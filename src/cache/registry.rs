//! Bidirectional tag registry.
//!
//! Tracks which cache keys were stored under which tags so that invalidating a
//! tag can find every affected key, and evicting a key can clean up its tags.

use std::collections::{HashMap, HashSet};
use std::sync::RwLock;

use super::keys::{CacheKey, CacheTag};
use super::lock::{rw_read, rw_write};

const SOURCE: &str = "cache::registry";

#[derive(Default)]
struct Maps {
    tag_to_keys: HashMap<CacheTag, HashSet<CacheKey>>,
    key_to_tags: HashMap<CacheKey, HashSet<CacheTag>>,
}

impl Maps {
    fn remove_key(&mut self, key: &CacheKey) -> bool {
        let Some(tags) = self.key_to_tags.remove(key) else {
            return false;
        };
        for tag in tags {
            if let Some(keys) = self.tag_to_keys.get_mut(&tag) {
                keys.remove(key);
                if keys.is_empty() {
                    self.tag_to_keys.remove(&tag);
                }
            }
        }
        true
    }
}

/// Tracks tag → keys and key → tags mappings under a single lock.
#[derive(Default)]
pub struct CacheRegistry {
    maps: RwLock<Maps>,
}

impl CacheRegistry {
    pub fn new() -> Self {
        Self::default()
    }

    /// Record `key` under every tag in `tags`, replacing any earlier tag set.
    pub fn register(&self, key: CacheKey, tags: HashSet<CacheTag>) {
        let mut maps = rw_write(&self.maps, SOURCE, "register");
        maps.remove_key(&key);
        for tag in &tags {
            maps.tag_to_keys
                .entry(tag.clone())
                .or_default()
                .insert(key.clone());
        }
        maps.key_to_tags.insert(key, tags);
    }

    pub fn keys_for_tag(&self, tag: &CacheTag) -> HashSet<CacheKey> {
        rw_read(&self.maps, SOURCE, "keys_for_tag")
            .tag_to_keys
            .get(tag)
            .cloned()
            .unwrap_or_default()
    }

    pub fn tags_for_key(&self, key: &CacheKey) -> HashSet<CacheTag> {
        rw_read(&self.maps, SOURCE, "tags_for_key")
            .key_to_tags
            .get(key)
            .cloned()
            .unwrap_or_default()
    }

    /// Forget `key` and drop it from every tag it was stored under.
    pub fn unregister(&self, key: &CacheKey) -> bool {
        rw_write(&self.maps, SOURCE, "unregister").remove_key(key)
    }

    /// Forget every key stored under `tag`, returning those keys.
    pub fn unregister_tag(&self, tag: &CacheTag) -> HashSet<CacheKey> {
        let mut maps = rw_write(&self.maps, SOURCE, "unregister_tag");
        let keys = maps.tag_to_keys.remove(tag).unwrap_or_default();
        for key in &keys {
            maps.remove_key(key);
        }
        keys
    }

    pub fn clear(&self) {
        let mut maps = rw_write(&self.maps, SOURCE, "clear");
        maps.tag_to_keys.clear();
        maps.key_to_tags.clear();
    }

    pub fn tag_count(&self) -> usize {
        rw_read(&self.maps, SOURCE, "tag_count").tag_to_keys.len()
    }

    pub fn key_count(&self) -> usize {
        rw_read(&self.maps, SOURCE, "key_count").key_to_tags.len()
    }
}

#[cfg(test)]
mod tests {
    use uuid::Uuid;

    use super::*;

    fn tags(items: &[CacheTag]) -> HashSet<CacheTag> {
        items.iter().cloned().collect()
    }

    #[test]
    fn register_and_lookup() {
        let registry = CacheRegistry::new();
        let id = Uuid::new_v4();
        let key = CacheKey::with("product-by-id", id);

        registry.register(
            key.clone(),
            tags(&[CacheTag::ProductById(id), CacheTag::Products]),
        );

        assert!(registry.keys_for_tag(&CacheTag::Products).contains(&key));
        assert!(
            registry
                .tags_for_key(&key)
                .contains(&CacheTag::ProductById(id))
        );
        assert_eq!(registry.tag_count(), 2);
    }

    #[test]
    fn unregister_tag_removes_keys_from_sibling_tags() {
        let registry = CacheRegistry::new();
        let key = CacheKey::new("products-published");
        registry.register(key.clone(), tags(&[CacheTag::Products, CacheTag::Talents]));

        let affected = registry.unregister_tag(&CacheTag::Products);
        assert_eq!(affected.len(), 1);
        assert!(affected.contains(&key));
        assert!(registry.keys_for_tag(&CacheTag::Talents).is_empty());
        assert_eq!(registry.key_count(), 0);
        assert_eq!(registry.tag_count(), 0);
    }

    #[test]
    fn reregistering_replaces_tag_set() {
        let registry = CacheRegistry::new();
        let key = CacheKey::new("hubs");
        registry.register(key.clone(), tags(&[CacheTag::Hubs, CacheTag::HubCategories]));
        registry.register(key.clone(), tags(&[CacheTag::Hubs]));

        assert!(registry.keys_for_tag(&CacheTag::HubCategories).is_empty());
        assert_eq!(registry.tags_for_key(&key).len(), 1);
    }

    #[test]
    fn unregister_and_clear() {
        let registry = CacheRegistry::new();
        let key = CacheKey::new("app-data");
        registry.register(key.clone(), tags(&[CacheTag::AppData]));

        assert!(registry.unregister(&key));
        assert!(!registry.unregister(&key));

        registry.register(key, tags(&[CacheTag::AppData]));
        registry.clear();
        assert_eq!(registry.key_count(), 0);
    }
}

WORK REQUEST
Each record should come back exactly as written.

THE COMPLETED TASK
filename src/cache/registry.rs
//! Bidirectional tag registry.
//!
//! Tracks which cache keys were stored under which tags so that invalidating a
//! tag can find every affected key, and evicting a key can clean up its tags.

use std::collections::{HashMap, HashSet};
use std::sync::RwLock;

use super::keys::{CacheKey, CacheTag};
use super::lock::{rw_read, rw_write};

const SOURCE: &str = "cache::registry";

#[derive(Default)]
struct Maps {
    tag_to_keys: HashMap<CacheTag, HashSet<CacheKey>>,
    key_to_tags: HashMap<CacheKey, HashSet<CacheTag>>,
}

impl Maps {
    fn remove_key(&mut self, key: &CacheKey) -> bool {
        let Some(tags) = self.key_to_tags.remove(key) else {
            return false;
        };
        for tag in tags {
            if let Some(keys) = self.tag_to_keys.get_mut(&tag) {
                keys.remove(key);
                if keys.is_empty() {
                    self.tag_to_keys.remove(&tag);
                }
            }
        }
        true
    }
}

/// Tracks tag → keys and key → tags mappings under a single lock.
#[derive(Default)]
pub struct CacheRegistry {
    maps: RwLock<Maps>,
}

impl CacheRegistry {
    pub fn new() -> Self {
        Self::default()
    }

    /// Record `key` under every tag in `tags`, replacing any earlier tag set.
    pub fn register(&self, key: CacheKey, tags: HashSet<CacheTag>) {
        let mut maps = rw_write(&self.maps, SOURCE, "register");
        maps.remove_key(&key);
        for tag in &tags {
            maps.tag_to_keys
                .entry(tag.clone())
                .or_default()
                .insert(key.clone());
        }
        maps.key_to_tags.insert(key, tags);
    }

    pub fn keys_for_tag(&self, tag: &CacheTag) -> HashSet<CacheKey> {
        rw_read(&self.maps, SOURCE, "keys_for_tag")
            .tag_to_keys
            .get(tag)
            .cloned()
            .unwrap_or_default()
    }

    pub fn tags_for_key(&self, key: &CacheKey) -> HashSet<CacheTag> {
        rw_read(&self.maps, SOURCE, "tags_for_key")
            .key_to_tags
            .get(key)
            .cloned()
            .unwrap_or_default()
    }

    /// Forget `key` and drop it from every tag it was stored under.
    pub fn unregister(&self, key: &CacheKey) -> bool {
        rw_write(&self.maps, SOURCE, "unregister").remove_key(key)
    }

    /// Forget every key stored under `tag`, returning those keys.
    pub fn unregister_tag(&self, tag: &CacheTag) -> HashSet<CacheKey> {
        let mut maps = rw_write(&self.maps, SOURCE, "unregister_tag");
        let keys = maps.tag_to_keys.remove(tag).unwrap_or_default();
        for key in &keys {
            maps.remove_key(key);
        }
        keys
    }

    pub fn clear(&self) {
        let mut maps = rw_write(&self.maps, SOURCE, "clear");
        maps.tag_to_keys.clear();
        maps.key_to_tags.clear();
    }

    pub fn tag_count(&self) -> usize {
        rw_read(&self.maps, SOURCE, "tag_count").tag_to_keys.len()
    }

    pub fn key_count(&self) -> usize {
        rw_read(&self.maps, SOURCE, "key_count").key_to_tags.len()
    }
}

#[cfg(test)]
mod tests {
    use uuid::Uuid;

    use super::*;

    fn tags(items: &[CacheTag]) -> HashSet<CacheTag> {
        items.iter().cloned().collect()
    }

    #[test]
    fn register_and_lookup() {
        let registry = CacheRegistry::new();
        let id = Uuid::new_v4();
        let key = CacheKey::with("product-by-id", id);

        registry.register(
            key.clone(),
            tags(&[CacheTag::ProductById(id), CacheTag::Products]),
        );

        assert!(registry.keys_for_tag(&CacheTag::Products).contains(&key));
        assert!(
            registry
                .tags_for_key(&key)
                .contains(&CacheTag::ProductById(id))
        );
        assert_eq!(registry.tag_count(), 2);
    }

    #[test]
    fn unregister_tag_removes_keys_from_sibling_tags() {
        let registry = CacheRegistry::new();
        let key = CacheKey::new("products-published");
        registry.register(key.clone(), tags(&[CacheTag::Products, CacheTag::Talents]));

        let affected = registry.unregister_tag(&CacheTag::Products);
        assert_eq!(affected.len(), 1);
        assert!(affected.contains(&key));
        assert!(registry.keys_for_tag(&CacheTag::Talents).is_empty());
        assert_eq!(registry.key_count(), 0);
        assert_eq!(registry.tag_count(), 0);
    }

    #[test]
    fn reregistering_replaces_tag_set() {
        let registry = CacheRegistry::new();
        let key = CacheKey::new("hubs");
        registry.register(key.clone(), tags(&[CacheTag::Hubs, CacheTag::HubCategories]));
        registry.register(key.clone(), tags(&[CacheTag::Hubs]));

        assert!(registry.keys_for_tag(&CacheTag::HubCategories).is_empty());
        assert_eq!(registry.tags_for_key(&key).len(), 1);
    }

    #[test]
    fn unregister_and_clear() {
        let registry = CacheRegistry::new();
        let key = CacheKey::new("app-data");
        registry.register(key.clone(), tags(&[CacheTag::AppData]));

        assert!(registry.unregister(&key));
        assert!(!registry.unregister(&key));

        registry.register(key, tags(&[CacheTag::AppData]));
        registry.clear();
        assert_eq!(registry.key_count(), 0);
    }
}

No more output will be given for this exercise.